Exercise aim: I'd like every record given again exactly, please.

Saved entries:
//! Rate limiting middleware using token bucket algorithm.

use axum::Router;
use governor::clock::QuantaInstant;
use governor::middleware::NoOpMiddleware;
use std::sync::Arc;
use tower_governor::{
    GovernorLayer,
    governor::GovernorConfigBuilder,
    key_extractor::{KeyExtractor, PeerIpKeyExtractor, SmartIpKeyExtractor},
};
use tracing::warn;

use crate::state::AppState;

/// Sustained requests per second allowed per client.
const PER_SECOND: u64 = 2;

/// Burst capacity per client.
const BURST_SIZE: u32 = 100;

type Layer<K> = GovernorLayer<K, NoOpMiddleware<QuantaInstant>, axum::body::Body>;

/// Wraps `router` in a per-client rate limiter.
///
/// # Limits
///
/// - **Rate**: 2 requests per second
/// - **Burst**: 100 requests
///
/// Requests exceeding the limit receive `429 Too Many Requests`.
///
/// # Key Extraction
///
/// With `behind_proxy` the client IP comes from `X-Forwarded-For` /
/// `X-Real-IP` / `Forwarded`; otherwise from the socket peer address.
///
/// # Example
///
/// ```rust,ignore
/// let api = rate_limit::apply(Router::new().route("/link", post(create_link_handler)), false);
/// ```
pub fn apply(router: Router<AppState>, behind_proxy: bool) -> Router<AppState> {
    if behind_proxy {
        match layer(SmartIpKeyExtractor) {
            Some(layer) => router.layer(layer),
            None => router,
        }
    } else {
        match layer(PeerIpKeyExtractor) {
            Some(layer) => router.layer(layer),
            None => router,
        }
    }
}

fn layer<K>(key_extractor: K) -> Option<Layer<K>>
where
    K: KeyExtractor,
{
    let Some(config) = GovernorConfigBuilder::default()
        .per_second(PER_SECOND)
        .burst_size(BURST_SIZE)
        .key_extractor(key_extractor)
        .finish()
    else {
        warn!("Invalid rate limit configuration, rate limiting disabled");
        return None;
    };

    Some(GovernorLayer::new(Arc::new(config)))
}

Result of this exercise:
//! Rate limiting middleware using token bucket algorithm.

use axum::Router;
use governor::clock::QuantaInstant;
use governor::middleware::NoOpMiddleware;
use std::sync::Arc;
use tower_governor::{
    GovernorLayer,
    governor::GovernorConfigBuilder,
    key_extractor::{KeyExtractor, PeerIpKeyExtractor, SmartIpKeyExtractor},
};
use tracing::warn;

use crate::state::AppState;

/// Sustained requests per second allowed per client.
const PER_SECOND: u64 = 2;

/// Burst capacity per client.
const BURST_SIZE: u32 = 100;

type Layer<K> = GovernorLayer<K, NoOpMiddleware<QuantaInstant>, axum::body::Body>;

/// Wraps `router` in a per-client rate limiter.
///
/// # Limits
///
/// - **Rate**: 2 requests per second
/// - **Burst**: 100 requests
///
/// Requests exceeding the limit receive `429 Too Many Requests`.
///
/// # Key Extraction
///
/// With `behind_proxy` the client IP comes from `X-Forwarded-For` /
/// `X-Real-IP` / `Forwarded`; otherwise from the socket peer address.
///
/// # Example
///
/// ```rust,ignore
/// let api = rate_limit::apply(Router::new().route("/link", post(create_link_handler)), false);
/// ```
pub fn apply(router: Router<AppState>, behind_proxy: bool) -> Router<AppState> {
    if behind_proxy {
        match layer(SmartIpKeyExtractor) {
            Some(layer) => router.layer(layer),
            None => router,
        }
    } else {
        match layer(PeerIpKeyExtractor) {
            Some(layer) => router.layer(layer),
            None => router,
        }
    }
}

fn layer<K>(key_extractor: K) -> Option<Layer<K>>
where
    K: KeyExtractor,
{
    let Some(config) = GovernorConfigBuilder::default()
        .per_second(PER_SECOND)
        .burst_size(BURST_SIZE)
        .key_extractor(key_extractor)
        .finish()
    else {
        warn!("Invalid rate limit configuration, rate limiting disabled");
        return None;
    };

    Some(GovernorLayer::new(Arc::new(config)))
}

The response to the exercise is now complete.